AI Recruiting Tools Aim to Reduce Bias in the Hiring Process
Artificial intelligence software promises to make hiring fairer. But how well does it work?
Two years ago, Amazon reportedly scrapped a secret artificial intelligence hiring tool after realizing that the system had learned to prefer male job candidates while penalizing female applicants—the result of the AI training on resumes that mostly male candidates had submitted to the company. The episode raised concerns over the use of machine learning in hiring software that would perpetuate or even exacerbate existing biases.
Now, with the Black Lives Matter movement spurring new discussions about discrimination and equity issues within the workforce, a number of startups are trying to show that AI-powered recruiting tools can in fact play a positive role in mitigating human bias and help make the hiring process fairer.
These companies claim that, with careful design and training of their AI models, they were able to specifically address various sources of systemic bias in the recruitment pipeline. It’s not a simple task: AI algorithms have a long history of being unfair regarding gender, race, and ethnicity. The strategies adopted by these companies include scrubbing identifying information from applications, relying on anonymous interviews and skillset tests, and even tuning the wording of job postings to attract as diverse a field of candidates as possible.
One of these firms is GapJumpers, which offers a platform for applicants to take “blind auditions” designed to assess job-related skills. The startup, based in San Francisco, uses machine learning to score and rank each candidate without including any personally identifiable information. Co-founder and CEO Kedar Iyer says this methodology helps reduce traditional reliance on resumes, which as a source of training data is “riddled with bias,” and avoids unwittingly replicating and propagating such biases through the scaled-up reach of automated recruiting.

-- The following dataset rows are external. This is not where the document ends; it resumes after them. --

//! Acceptance policy for authentication ceremonies.
//!
//! # Example
//!
//! ```
//! use yubikey_u2f_core::Policy;
//!
//! let policy = Policy::from_json(r#"{"require_counter_increase": false}"#).unwrap();
//! assert!(policy.require_user_presence);
//! assert!(!policy.require_counter_increase);
//! ```

use serde::{Deserialize, Serialize};

use crate::error::Result;

/// Which checks [`U2fVerifier::authenticate`](crate::U2fVerifier::authenticate)
/// runs beyond signature verification.
///
/// Signature verification itself is never optional.
#[derive(Debug, Clone, Copy, PartialEq, Eq, Serialize, Deserialize)]
#[serde(default, deny_unknown_fields)]
pub struct Policy {
    /// Reject responses whose presence byte is not exactly `0x01`.
    pub require_user_presence: bool,

    /// Reject responses whose counter does not exceed the last accepted one.
    pub require_counter_increase: bool,
}

impl Default for Policy {
    fn default() -> Self {
        Self::STRICT
    }
}

impl Policy {
    /// All checks enabled.
    pub const STRICT: Self = Self {
        require_user_presence: true,
        require_counter_increase: true,
    };

    /// Parses a policy from JSON. Missing fields take their strict default.
    ///
    /// # Errors
    ///
    /// Returns [`Error::InvalidPolicy`](crate::Error::InvalidPolicy) on
    /// malformed JSON or unknown fields.
    pub fn from_json(json: &str) -> Result<Self> {
        Ok(serde_json::from_str(json)?)
    }
}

That deliberate approach to reducing discrimination may be encouraging more companies to try AI-assisted recruiting. As the Black Lives Matter movement gained widespread support, GapJumpers saw an uptick in queries from potential clients. “We are seeing increased interest from companies of all sizes to improve their diversity efforts,” Iyers says.
AI with humans in the loop
Another lesson from Amazon’s gender-biased AI is that paying close attention to the design and training of the system is not enough: AI software will almost always require constant human oversight. For developers and recruiters, that means they cannot afford to blindly trust the results of AI-powered tools—they need to understand the processes behind them, how different training data affects their behavior, and monitor for bias.
“One of the unintended consequences would be to continue this historical trend, particularly in tech, where underserved groups such as African Americans are not within a sector that happens to have a compensation that is much greater than others,” says Fay Cobb Payton, a professor of information technology and analytics at North Carolina State University, in Raleigh. “You’re talking about a wealth gap that persists because groups cannot enter [such sectors], be sustained, and play long term.”
Payton and her colleagues highlighted several companies—including GapJumpers—that take an “intentional design justice” approach to hiring diverse IT talent in a paper published last year in the journal Online Information Review.
According to the paper’s authors, there is a broad spectrum of possible actions that AI hiring tools can perform. Some tools may just provide general suggestions about what kind of candidate to hire, whereas others may recommend specific applicants to human recruiters, and some may even make active screening and selection decisions about candidates. But whatever the AI’s role in the hiring process, there is a need for humans to have the capability to evaluate the system’s decisions and possibly override them.
“I believe that human-in-the-loop should not be at the end of the recommendation that the algorithms suggest,” Payton says. “Human-in-the-loop means in the full process of the loop from design to hire, all the way until the experience inside of the organization.” [READ MORE]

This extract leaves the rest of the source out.